All the data should come back exactly as it was given.

******************************

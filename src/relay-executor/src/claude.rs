//! Claude CLI backend.
//!
//! Runs `claude -p ... --output-format json` and reads a single JSON object
//! carrying `session_id` and `result`.

use async_trait::async_trait;
use serde::Deserialize;
use tracing::{debug, warn};

use crate::config::ExecutorConfig;
use crate::executor::{DONE_MARKER, Execution, Executor};
use crate::process::{CliInvocation, run_cli};

/// Binary run when no program override is configured.
const DEFAULT_PROGRAM: &str = "claude";

/// Environment variable carrying the credential.
const API_KEY_ENV: &str = "ANTHROPIC_API_KEY";

/// JSON document printed by `claude --output-format json`.
#[derive(Debug, Deserialize)]
struct ClaudeOutput {
    #[serde(default)]
    session_id: String,
    #[serde(default)]
    result: String,
}

/// Executor backed by the Claude CLI.
#[derive(Debug, Clone)]
pub struct ClaudeExecutor {
    config: ExecutorConfig,
}

impl ClaudeExecutor {
    /// Create a new Claude executor.
    pub fn new(config: ExecutorConfig) -> Self {
        Self { config }
    }

    fn build_args(&self, prompt: &str, session_id: Option<&str>) -> Vec<String> {
        let mut args = vec![
            "-p".to_string(),
            prompt.to_string(),
            "--dangerously-skip-permissions".to_string(),
            "--add-dir".to_string(),
            self.config.vault_path().to_string_lossy().into_owned(),
            "--output-format".to_string(),
            "json".to_string(),
            "--model".to_string(),
            self.config.model().to_string(),
        ];

        if let Some(id) = session_id.filter(|id| !id.is_empty()) {
            args.push("--resume".to_string());
            args.push(id.to_string());
        }

        args
    }
}

/// Parse the CLI's JSON output.
///
/// Anything that is not a JSON object is returned verbatim: the CLI prints
/// plain-text diagnostics on some failures.
fn parse_output(raw: &str) -> Execution {
    match serde_json::from_str::<ClaudeOutput>(raw) {
        Ok(output) => {
            let response = if output.result.is_empty() {
                DONE_MARKER.to_string()
            } else {
                output.result
            };
            Execution::new(response, Some(output.session_id))
        }
        Err(e) => {
            warn!("Failed to parse Claude JSON response: {}", e);
            if raw.is_empty() {
                Execution::new(DONE_MARKER, None)
            } else {
                Execution::new(raw, None)
            }
        }
    }
}

#[async_trait]
impl Executor for ClaudeExecutor {
    async fn execute(&self, prompt: &str, session_id: Option<&str>) -> Execution {
        let invocation = CliInvocation {
            program: self.config.program_or(DEFAULT_PROGRAM),
            args: self.build_args(prompt, session_id),
            cwd: self.config.vault_path(),
            env: Some((API_KEY_ENV, self.config.api_key())),
        };

        match run_cli(invocation).await {
            Ok(raw) => {
                let execution = parse_output(&raw);
                debug!(
                    "Claude returned {} bytes, session {:?}",
                    execution.response.len(),
                    execution.session_id
                );
                execution
            }
            Err(e) => {
                warn!("Claude invocation failed: {}", e);
                Execution::failed(&e.user_detail())
            }
        }
    }

    fn name(&self) -> &str {
        "Claude"
    }
}

#[cfg(test)]
mod tests {
    use super::*;

    fn executor() -> ClaudeExecutor {
        ClaudeExecutor::new(ExecutorConfig::new(
            "sk-test",
            "/config/Obsidian Vault",
            "claude-haiku-4-5",
        ))
    }

    #[test]
    fn test_build_args_new_session() {
        let args = executor().build_args("hello", None);
        assert_eq!(
            args,
            vec![
                "-p",
                "hello",
                "--dangerously-skip-permissions",
                "--add-dir",
                "/config/Obsidian Vault",
                "--output-format",
                "json",
                "--model",
                "claude-haiku-4-5",
            ]
        );
    }

    #[test]
    fn test_build_args_resume() {
        let args = executor().build_args("hello", Some("sess-1"));
        assert_eq!(&args[args.len() - 2..], ["--resume", "sess-1"]);

        let args = executor().build_args("hello", Some(""));
        assert!(!args.contains(&"--resume".to_string()));
    }

    #[test]
    fn test_parse_output_result_and_session() {
        let execution = parse_output(r#"{"session_id":"S","result":"R"}"#);
        assert_eq!(execution, Execution::new("R", Some("S".to_string())));
    }

    #[test]
    fn test_parse_output_empty_result() {
        let execution = parse_output(r#"{"session_id":"","result":""}"#);
        assert_eq!(execution.response, DONE_MARKER);
        assert_eq!(execution.session_id, None);
    }

    #[test]
    fn test_parse_output_ignores_extra_fields() {
        let execution = parse_output(
            r#"{"type":"result","is_error":false,"session_id":"abc","result":"Done","total_cost_usd":0.01}"#,
        );
        assert_eq!(execution.response, "Done");
        assert_eq!(execution.session_id.as_deref(), Some("abc"));
    }

    #[test]
    fn test_parse_output_plain_text() {
        let execution = parse_output("Credit balance is too low");
        assert_eq!(execution.response, "Credit balance is too low");
        assert_eq!(execution.session_id, None);
    }

    #[test]
    fn test_parse_output_empty() {
        assert_eq!(parse_output("").response, DONE_MARKER);
    }

    #[cfg(unix)]
    mod unix {
        use super::*;
        use crate::process::test_support::write_script;
        use serial_test::serial;

        fn script_executor(dir: &std::path::Path, body: &str) -> ClaudeExecutor {
            let script = write_script(dir, "claude.sh", body);
            ClaudeExecutor::new(
                ExecutorConfig::new("sk-from-config", dir, "claude-haiku-4-5")
                    .with_program(script.to_string_lossy()),
            )
        }

        #[tokio::test]
        #[serial]
        async fn test_execute_success() {
            let dir = tempfile::tempdir().unwrap();
            let executor = script_executor(
                dir.path(),
                r#"printf '{"session_id":"new-session","result":"%s"}' "$ANTHROPIC_API_KEY""#,
            );

            let execution = executor.execute("hi", None).await;
            assert_eq!(execution.response, "sk-from-config");
            assert_eq!(execution.session_id.as_deref(), Some("new-session"));
        }

        #[tokio::test]
        #[serial]
        async fn test_execute_passes_resume() {
            let dir = tempfile::tempdir().unwrap();
            let executor = script_executor(
                dir.path(),
                r#"while [ "$#" -gt 0 ]; do
  if [ "$1" = "--resume" ]; then printf '{"session_id":"%s","result":"resumed"}' "$2"; exit 0; fi
  shift
done
printf '{"session_id":"fresh","result":"new"}'"#,
            );

            let execution = executor.execute("hi", Some("old-session")).await;
            assert_eq!(execution.response, "resumed");
            assert_eq!(execution.session_id.as_deref(), Some("old-session"));

            let execution = executor.execute("hi", None).await;
            assert_eq!(execution.response, "new");
        }

        #[tokio::test]
        #[serial]
        async fn test_execute_nonzero_exit() {
            let dir = tempfile::tempdir().unwrap();
            let executor = script_executor(dir.path(), "echo boom; exit 1");

            let execution = executor.execute("hi", Some("keep-me")).await;
            assert_eq!(execution.response, "❌ Error:\nboom");
            assert_eq!(execution.session_id, None);
        }
    }
}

******************************

RESULT:
filename src/relay-executor/src/claude.rs
//! Claude CLI backend.
//!
//! Runs `claude -p ... --output-format json` and reads a single JSON object
//! carrying `session_id` and `result`.

use async_trait::async_trait;
use serde::Deserialize;
use tracing::{debug, warn};

use crate::config::ExecutorConfig;
use crate::executor::{DONE_MARKER, Execution, Executor};
use crate::process::{CliInvocation, run_cli};

/// Binary run when no program override is configured.
const DEFAULT_PROGRAM: &str = "claude";

/// Environment variable carrying the credential.
const API_KEY_ENV: &str = "ANTHROPIC_API_KEY";

/// JSON document printed by `claude --output-format json`.
#[derive(Debug, Deserialize)]
struct ClaudeOutput {
    #[serde(default)]
    session_id: String,
    #[serde(default)]
    result: String,
}

/// Executor backed by the Claude CLI.
#[derive(Debug, Clone)]
pub struct ClaudeExecutor {
    config: ExecutorConfig,
}

impl ClaudeExecutor {
    /// Create a new Claude executor.
    pub fn new(config: ExecutorConfig) -> Self {
        Self { config }
    }

    fn build_args(&self, prompt: &str, session_id: Option<&str>) -> Vec<String> {
        let mut args = vec![
            "-p".to_string(),
            prompt.to_string(),
            "--dangerously-skip-permissions".to_string(),
            "--add-dir".to_string(),
            self.config.vault_path().to_string_lossy().into_owned(),
            "--output-format".to_string(),
            "json".to_string(),
            "--model".to_string(),
            self.config.model().to_string(),
        ];

        if let Some(id) = session_id.filter(|id| !id.is_empty()) {
            args.push("--resume".to_string());
            args.push(id.to_string());
        }

        args
    }
}

/// Parse the CLI's JSON output.
///
/// Anything that is not a JSON object is returned verbatim: the CLI prints
/// plain-text diagnostics on some failures.
fn parse_output(raw: &str) -> Execution {
    match serde_json::from_str::<ClaudeOutput>(raw) {
        Ok(output) => {
            let response = if output.result.is_empty() {
                DONE_MARKER.to_string()
            } else {
                output.result
            };
            Execution::new(response, Some(output.session_id))
        }
        Err(e) => {
            warn!("Failed to parse Claude JSON response: {}", e);
            if raw.is_empty() {
                Execution::new(DONE_MARKER, None)
            } else {
                Execution::new(raw, None)
            }
        }
    }
}

#[async_trait]
impl Executor for ClaudeExecutor {
    async fn execute(&self, prompt: &str, session_id: Option<&str>) -> Execution {
        let invocation = CliInvocation {
            program: self.config.program_or(DEFAULT_PROGRAM),
            args: self.build_args(prompt, session_id),
            cwd: self.config.vault_path(),
            env: Some((API_KEY_ENV, self.config.api_key())),
        };

        match run_cli(invocation).await {
            Ok(raw) => {
                let execution = parse_output(&raw);
                debug!(
                    "Claude returned {} bytes, session {:?}",
                    execution.response.len(),
                    execution.session_id
                );
                execution
            }
            Err(e) => {
                warn!("Claude invocation failed: {}", e);
                Execution::failed(&e.user_detail())
            }
        }
    }

    fn name(&self) -> &str {
        "Claude"
    }
}

#[cfg(test)]
mod tests {
    use super::*;

    fn executor() -> ClaudeExecutor {
        ClaudeExecutor::new(ExecutorConfig::new(
            "sk-test",
            "/config/Obsidian Vault",
            "claude-haiku-4-5",
        ))
    }

    #[test]
    fn test_build_args_new_session() {
        let args = executor().build_args("hello", None);
        assert_eq!(
            args,
            vec![
                "-p",
                "hello",
                "--dangerously-skip-permissions",
                "--add-dir",
                "/config/Obsidian Vault",
                "--output-format",
                "json",
                "--model",
                "claude-haiku-4-5",
            ]
        );
    }

    #[test]
    fn test_build_args_resume() {
        let args = executor().build_args("hello", Some("sess-1"));
        assert_eq!(&args[args.len() - 2..], ["--resume", "sess-1"]);

        let args = executor().build_args("hello", Some(""));
        assert!(!args.contains(&"--resume".to_string()));
    }

    #[test]
    fn test_parse_output_result_and_session() {
        let execution = parse_output(r#"{"session_id":"S","result":"R"}"#);
        assert_eq!(execution, Execution::new("R", Some("S".to_string())));
    }

    #[test]
    fn test_parse_output_empty_result() {
        let execution = parse_output(r#"{"session_id":"","result":""}"#);
        assert_eq!(execution.response, DONE_MARKER);
        assert_eq!(execution.session_id, None);
    }

    #[test]
    fn test_parse_output_ignores_extra_fields() {
        let execution = parse_output(
            r#"{"type":"result","is_error":false,"session_id":"abc","result":"Done","total_cost_usd":0.01}"#,
        );
        assert_eq!(execution.response, "Done");
        assert_eq!(execution.session_id.as_deref(), Some("abc"));
    }

    #[test]
    fn test_parse_output_plain_text() {
        let execution = parse_output("Credit balance is too low");
        assert_eq!(execution.response, "Credit balance is too low");
        assert_eq!(execution.session_id, None);
    }

    #[test]
    fn test_parse_output_empty() {
        assert_eq!(parse_output("").response, DONE_MARKER);
    }

    #[cfg(unix)]
    mod unix {
        use super::*;
        use crate::process::test_support::write_script;
        use serial_test::serial;

        fn script_executor(dir: &std::path::Path, body: &str) -> ClaudeExecutor {
            let script = write_script(dir, "claude.sh", body);
            ClaudeExecutor::new(
                ExecutorConfig::new("sk-from-config", dir, "claude-haiku-4-5")
                    .with_program(script.to_string_lossy()),
            )
        }

        #[tokio::test]
        #[serial]
        async fn test_execute_success() {
            let dir = tempfile::tempdir().unwrap();
            let executor = script_executor(
                dir.path(),
                r#"printf '{"session_id":"new-session","result":"%s"}' "$ANTHROPIC_API_KEY""#,
            );

            let execution = executor.execute("hi", None).await;
            assert_eq!(execution.response, "sk-from-config");
            assert_eq!(execution.session_id.as_deref(), Some("new-session"));
        }

        #[tokio::test]
        #[serial]
        async fn test_execute_passes_resume() {
            let dir = tempfile::tempdir().unwrap();
            let executor = script_executor(
                dir.path(),
                r#"while [ "$#" -gt 0 ]; do
  if [ "$1" = "--resume" ]; then printf '{"session_id":"%s","result":"resumed"}' "$2"; exit 0; fi
  shift
done
printf '{"session_id":"fresh","result":"new"}'"#,
            );

            let execution = executor.execute("hi", Some("old-session")).await;
            assert_eq!(execution.response, "resumed");
            assert_eq!(execution.session_id.as_deref(), Some("old-session"));

            let execution = executor.execute("hi", None).await;
            assert_eq!(execution.response, "new");
        }

        #[tokio::test]
        #[serial]
        async fn test_execute_nonzero_exit() {
            let dir = tempfile::tempdir().unwrap();
            let executor = script_executor(dir.path(), "echo boom; exit 1");

            let execution = executor.execute("hi", Some("keep-me")).await;
            assert_eq!(execution.response, "❌ Error:\nboom");
            assert_eq!(execution.session_id, None);
        }
    }
}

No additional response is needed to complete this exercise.